+++ MATERIALS PROVIDED +++
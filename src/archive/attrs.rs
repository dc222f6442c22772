//! Typed access to HDF5 attributes.
//!
//! Missing values are stored as the string [`NA`] so that downstream tools can tell an
//! unavailable quantity from a numerical zero.
use std::str::FromStr;

use hdf5::types::{VarLenAscii, VarLenUnicode};
use hdf5::Location;

use crate::error::{DfError, DfResult};

/// Sentinel stored for unavailable values.
pub const NA: &str = "N/A";

fn to_var_len_unicode(value: &str) -> DfResult<VarLenUnicode> {
    VarLenUnicode::from_str(value)
        .map_err(|e| DfError::Archive(format!("invalid string attribute '{value}': {e}")))
}

/// Writes a string attribute.
///
/// # Errors
///
/// This function will return an error if the attribute cannot be created.
pub fn write_str(loc: &Location, name: &str, value: &str) -> DfResult<()> {
    let value = to_var_len_unicode(value)?;
    loc.new_attr::<VarLenUnicode>()
        .create(name)?
        .write_scalar(&value)?;
    Ok(())
}

/// Writes a scalar floating point attribute.
///
/// # Errors
///
/// This function will return an error if the attribute cannot be created.
pub fn write_f64(loc: &Location, name: &str, value: f64) -> DfResult<()> {
    loc.new_attr::<f64>().create(name)?.write_scalar(&value)?;
    Ok(())
}

/// Writes an unsigned integer attribute.
///
/// # Errors
///
/// This function will return an error if the attribute cannot be created.
pub fn write_usize(loc: &Location, name: &str, value: usize) -> DfResult<()> {
    let value = u64::try_from(value)
        .map_err(|_| DfError::Archive(format!("value of attribute '{name}' too large")))?;
    loc.new_attr::<u64>().create(name)?.write_scalar(&value)?;
    Ok(())
}

/// Writes a floating point attribute or [`NA`] if the value is missing or not finite.
///
/// # Errors
///
/// This function will return an error if the attribute cannot be created.
pub fn write_opt_f64(loc: &Location, name: &str, value: Option<f64>) -> DfResult<()> {
    match value {
        Some(v) if v.is_finite() => write_f64(loc, name, v),
        _ => write_str(loc, name, NA),
    }
}

/// Writes a boolean attribute.
///
/// # Errors
///
/// This function will return an error if the attribute cannot be created.
pub fn write_bool(loc: &Location, name: &str, value: bool) -> DfResult<()> {
    loc.new_attr::<bool>().create(name)?.write_scalar(&value)?;
    Ok(())
}

/// Writes a boolean attribute or [`NA`] if the value is missing.
///
/// # Errors
///
/// This function will return an error if the attribute cannot be created.
pub fn write_opt_bool(loc: &Location, name: &str, value: Option<bool>) -> DfResult<()> {
    value.map_or_else(
        || write_str(loc, name, NA),
        |v| write_bool(loc, name, v),
    )
}

/// Writes a one-dimensional floating point attribute.
///
/// # Errors
///
/// This function will return an error if the attribute cannot be created.
pub fn write_f64_vec(loc: &Location, name: &str, values: &[f64]) -> DfResult<()> {
    loc.new_attr::<f64>()
        .shape((values.len(),))
        .create(name)?
        .write_raw(values)?;
    Ok(())
}

/// Writes a one-dimensional floating point attribute where missing entries are stored as NaN.
///
/// An empty or completely missing vector is stored as [`NA`].
///
/// # Errors
///
/// This function will return an error if the attribute cannot be created.
pub fn write_opt_f64_vec(loc: &Location, name: &str, values: &[Option<f64>]) -> DfResult<()> {
    if values.iter().all(Option::is_none) {
        return write_str(loc, name, NA);
    }
    let values: Vec<f64> = values.iter().map(|v| v.unwrap_or(f64::NAN)).collect();
    write_f64_vec(loc, name, &values)
}

/// Returns `true` if the attribute exists.
#[must_use]
pub fn has_attr(loc: &Location, name: &str) -> bool {
    loc.attr_names()
        .is_ok_and(|names| names.iter().any(|n| n == name))
}

/// Reads a string attribute. Returns `None` if the attribute is missing or not a string.
#[must_use]
pub fn read_str(loc: &Location, name: &str) -> Option<String> {
    let attr = loc.attr(name).ok()?;
    if let Ok(value) = attr.read_scalar::<VarLenUnicode>() {
        return Some(value.to_string());
    }
    attr.read_scalar::<VarLenAscii>()
        .ok()
        .map(|value| value.to_string())
}

/// Reads a floating point attribute.
///
/// Returns `None` if the attribute is missing, holds the [`NA`] sentinel or no numerical data.
/// For array attributes the first entry is returned.
#[must_use]
pub fn read_opt_f64(loc: &Location, name: &str) -> Option<f64> {
    let attr = loc.attr(name).ok()?;
    attr.read_raw::<f64>()
        .ok()
        .and_then(|values| values.first().copied())
        .filter(|v| v.is_finite())
}

/// Reads a boolean attribute. Returns `None` if the attribute is missing or holds [`NA`].
#[must_use]
pub fn read_opt_bool(loc: &Location, name: &str) -> Option<bool> {
    let attr = loc.attr(name).ok()?;
    attr.read_scalar::<bool>().ok()
}

/// Reads a one-dimensional floating point attribute.
///
/// # Errors
///
/// This function will return an error if the attribute exists but cannot be read as numbers.
pub fn read_f64_vec(loc: &Location, name: &str) -> DfResult<Option<Vec<f64>>> {
    if !has_attr(loc, name) {
        return Ok(None);
    }
    let values = loc.attr(name)?.read_raw::<f64>().map_err(|e| {
        DfError::Archive(format!("attribute '{name}' is not numerical: {e}"))
    })?;
    Ok(Some(values))
}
+++
**TASK REQUIREMENTS:** Look through the data above and report every line in which "boolean" appears.

**WRITTEN RESPONSE:**
/// Writes a boolean attribute.
/// Writes a boolean attribute or [`NA`] if the value is missing.
/// Reads a boolean attribute. Returns `None` if the attribute is missing or holds [`NA`].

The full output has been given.